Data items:
━━━━━━
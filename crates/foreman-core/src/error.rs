//! Engine error taxonomy.
//!
//! Validation errors surface synchronously to the caller; execution
//! errors are recorded on the task and propagated from `execute_task`;
//! persistence errors are absorbed at component boundaries (logged,
//! never fatal) except where the operation's whole contract is the
//! write (DLQ inserts).

use thiserror::Error;
use uuid::Uuid;

use foreman_store::StoreError;

/// Errors surfaced by the engine's public operations.
#[derive(Debug, Error)]
pub enum EngineError {
    /// A caller-supplied value violated an input contract (name length,
    /// dependency count, missing dependency id, retry limit).
    #[error("invalid input: {0}")]
    InvalidInput(String),

    #[error("task {0} not found")]
    TaskNotFound(Uuid),

    #[error("executor {0:?} is not registered")]
    ExecutorNotFound(String),

    /// Execution exceeded its time budget. Routed internally to
    /// retry/DLQ/fail; callers see it as the task's `error` field and
    /// as the propagated error from `execute_task`.
    #[error("task {task_id} timed out after {timeout_ms}ms")]
    Timeout { task_id: Uuid, timeout_ms: u64 },

    /// The executor returned or raised a failure.
    #[error("executor failed: {0}")]
    ExecutorFailure(String),

    #[error("persistence failure: {0}")]
    Persistence(#[from] StoreError),
}

/// Result type for engine operations.
pub type EngineResult<T> = Result<T, EngineError>;
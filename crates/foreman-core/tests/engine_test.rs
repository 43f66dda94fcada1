//! End-to-end dispatch tests: chains, diamonds, concurrency bounds,
//! and cancellation.

use std::sync::atomic::{AtomicI64, AtomicUsize, Ordering};
use std::sync::{Arc, Mutex};
use std::time::Duration;

use tokio_util::sync::CancellationToken;

use foreman_core::{
    Engine, EngineConfig, EngineOutcome, EventKind, FnExecutor, SchedulerConfig, TaskSpec,
    TaskStatus,
};

/// Opt-in test logging: `RUST_LOG=foreman_core=debug cargo test`.
fn init_tracing() {
    let _ = tracing_subscriber::fmt()
        .with_env_filter(tracing_subscriber::EnvFilter::from_default_env())
        .try_init();
}

fn engine_with_concurrency(max_concurrent_tasks: i64) -> Engine {
    init_tracing();
    Engine::new(EngineConfig {
        scheduler: SchedulerConfig {
            max_concurrent_tasks,
            ..SchedulerConfig::default()
        },
        ..EngineConfig::default()
    })
}

/// Tracks how many executions overlap, and the observed peak.
struct ConcurrencyProbe {
    current: AtomicI64,
    peak: AtomicI64,
}

impl ConcurrencyProbe {
    fn new() -> Arc<Self> {
        Arc::new(Self {
            current: AtomicI64::new(0),
            peak: AtomicI64::new(0),
        })
    }

    fn enter(&self) {
        let now = self.current.fetch_add(1, Ordering::SeqCst) + 1;
        self.peak.fetch_max(now, Ordering::SeqCst);
    }

    fn exit(&self) {
        self.current.fetch_sub(1, Ordering::SeqCst);
    }

    fn peak(&self) -> i64 {
        self.peak.load(Ordering::SeqCst)
    }
}

// ===========================================================================
// Scenario: linear chain
// ===========================================================================

#[tokio::test]
async fn linear_chain_completes_in_order() {
    let engine = engine_with_concurrency(5);

    let started_order = Arc::new(Mutex::new(Vec::new()));
    let order = Arc::clone(&started_order);
    engine.register_executor(FnExecutor::new("worker", move |task, _g| {
        order.lock().unwrap().push(task.name.clone());
        async { Ok(serde_json::Value::Null) }
    }));

    let a = engine.submit(TaskSpec::new("a")).unwrap();
    let b = engine.submit(TaskSpec::new("b").depends_on([a])).unwrap();
    let c = engine.submit(TaskSpec::new("c").depends_on([b])).unwrap();

    let counts = Arc::new(Mutex::new(std::collections::HashMap::new()));
    let sink = Arc::clone(&counts);
    engine.subscribe(move |event| {
        *sink.lock()
            .unwrap()
            .entry((event.task_id, std::mem::discriminant(&event.kind)))
            .or_insert(0usize) += 1;
    });

    let outcome = engine.run(CancellationToken::new()).await.unwrap();
    assert_eq!(outcome, EngineOutcome::Completed);

    assert_eq!(engine.topological_order(), vec![a, b, c]);
    assert_eq!(*started_order.lock().unwrap(), vec!["a", "b", "c"]);
    for id in [a, b, c] {
        assert_eq!(engine.task(id).unwrap().status, TaskStatus::Completed);
    }

    // Exactly one Started and one Completed per task.
    let counts = counts.lock().unwrap();
    for id in [a, b, c] {
        let started = counts
            .get(&(id, std::mem::discriminant(&EventKind::Started)))
            .copied();
        let completed = counts
            .get(&(id, std::mem::discriminant(&EventKind::Completed)))
            .copied();
        assert_eq!(started, Some(1));
        assert_eq!(completed, Some(1));
    }
}

// ===========================================================================
// Scenario: diamond with bounded parallelism
// ===========================================================================

#[tokio::test]
async fn diamond_runs_middle_tasks_concurrently() {
    let engine = engine_with_concurrency(2);

    let probe = ConcurrencyProbe::new();
    let probe_clone = Arc::clone(&probe);
    engine.register_executor(FnExecutor::new("worker", move |_task, _g| {
        let probe = Arc::clone(&probe_clone);
        async move {
            probe.enter();
            tokio::time::sleep(Duration::from_millis(100)).await;
            probe.exit();
            Ok(serde_json::Value::Null)
        }
    }));

    let a = engine.submit(TaskSpec::new("a")).unwrap();
    let b = engine.submit(TaskSpec::new("b").depends_on([a])).unwrap();
    let c = engine.submit(TaskSpec::new("c").depends_on([a])).unwrap();
    let d = engine.submit(TaskSpec::new("d").depends_on([b, c])).unwrap();

    // Record when each task starts and completes.
    let timeline = Arc::new(Mutex::new(Vec::new()));
    let sink = Arc::clone(&timeline);
    engine.subscribe(move |event| {
        sink.lock().unwrap().push((event.task_id, event.kind.clone(), event.at));
    });

    let outcome = engine.run(CancellationToken::new()).await.unwrap();
    assert_eq!(outcome, EngineOutcome::Completed);

    for id in [a, b, c, d] {
        assert_eq!(engine.task(id).unwrap().status, TaskStatus::Completed);
    }

    // B and C overlapped: both were in flight at once.
    assert!(probe.peak() >= 2, "middle of the diamond should run concurrently");
    assert!(probe.peak() <= 2, "never more than max_concurrent in flight");

    // D started only after both B and C completed.
    let timeline = timeline.lock().unwrap();
    let time_of = |wanted_id, wanted_kind: &EventKind| {
        timeline
            .iter()
            .find(|(id, kind, _)| *id == wanted_id && kind == wanted_kind)
            .map(|(_, _, at)| *at)
            .unwrap()
    };
    let d_started = time_of(d, &EventKind::Started);
    assert!(time_of(b, &EventKind::Completed) <= d_started);
    assert!(time_of(c, &EventKind::Completed) <= d_started);
}

// ===========================================================================
// Boundary: strict serial execution
// ===========================================================================

#[tokio::test]
async fn max_concurrent_one_is_strictly_serial() {
    let engine = engine_with_concurrency(1);

    let probe = ConcurrencyProbe::new();
    let probe_clone = Arc::clone(&probe);
    engine.register_executor(FnExecutor::new("worker", move |_task, _g| {
        let probe = Arc::clone(&probe_clone);
        async move {
            probe.enter();
            tokio::time::sleep(Duration::from_millis(20)).await;
            probe.exit();
            Ok(serde_json::Value::Null)
        }
    }));

    for i in 0..6 {
        engine.submit(TaskSpec::new(format!("t{i}"))).unwrap();
    }

    let outcome = engine.run(CancellationToken::new()).await.unwrap();
    assert_eq!(outcome, EngineOutcome::Completed);
    assert_eq!(probe.peak(), 1, "tasks must execute one at a time");
}

// ===========================================================================
// Cancellation
// ===========================================================================

#[tokio::test]
async fn cancellation_interrupts_and_drains() {
    let engine = engine_with_concurrency(2);

    let completed = Arc::new(AtomicUsize::new(0));
    let counter = Arc::clone(&completed);
    engine.register_executor(FnExecutor::new("worker", move |_task, _g| {
        let counter = Arc::clone(&counter);
        async move {
            tokio::time::sleep(Duration::from_millis(30)).await;
            counter.fetch_add(1, Ordering::SeqCst);
            Ok(serde_json::Value::Null)
        }
    }));

    for i in 0..20 {
        engine.submit(TaskSpec::new(format!("t{i}"))).unwrap();
    }

    let cancel = CancellationToken::new();
    let trigger = cancel.clone();
    tokio::spawn(async move {
        tokio::time::sleep(Duration::from_millis(50)).await;
        trigger.cancel();
    });

    let outcome = engine.run(cancel).await.unwrap();
    assert_eq!(outcome, EngineOutcome::Interrupted);

    // In-flight work drained; the rest was never dispatched.
    assert!(completed.load(Ordering::SeqCst) >= 1, "drained work landed");
    let status = engine.status();
    assert!(status.completed < 20, "cancellation stopped dispatch early");
    assert!(status.pending > 0, "undispatched tasks remain pending");
}

// ===========================================================================
// Misc: no executors
// ===========================================================================

#[tokio::test]
async fn run_without_executors_is_an_error() {
    let engine = engine_with_concurrency(2);
    engine.submit(TaskSpec::new("t")).unwrap();
    let result = engine.run(CancellationToken::new()).await;
    assert!(result.is_err());
}

#[tokio::test]
async fn invalid_specs_are_rejected_synchronously() {
    let engine = engine_with_concurrency(2);
    assert!(engine.submit(TaskSpec::new("")).is_err());
    assert!(engine.submit(TaskSpec::new("x").max_retries(11)).is_err());
    assert!(
        engine
            .submit(TaskSpec::new("x").depends_on([uuid::Uuid::new_v4()]))
            .is_err()
    );
}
━━━━━━
■ **What you are asked to do**:
The lines of the records that contain the string "StoreError" should be located and copied.

■ **Response area**:
use foreman_store::StoreError;
    Persistence(#[from] StoreError),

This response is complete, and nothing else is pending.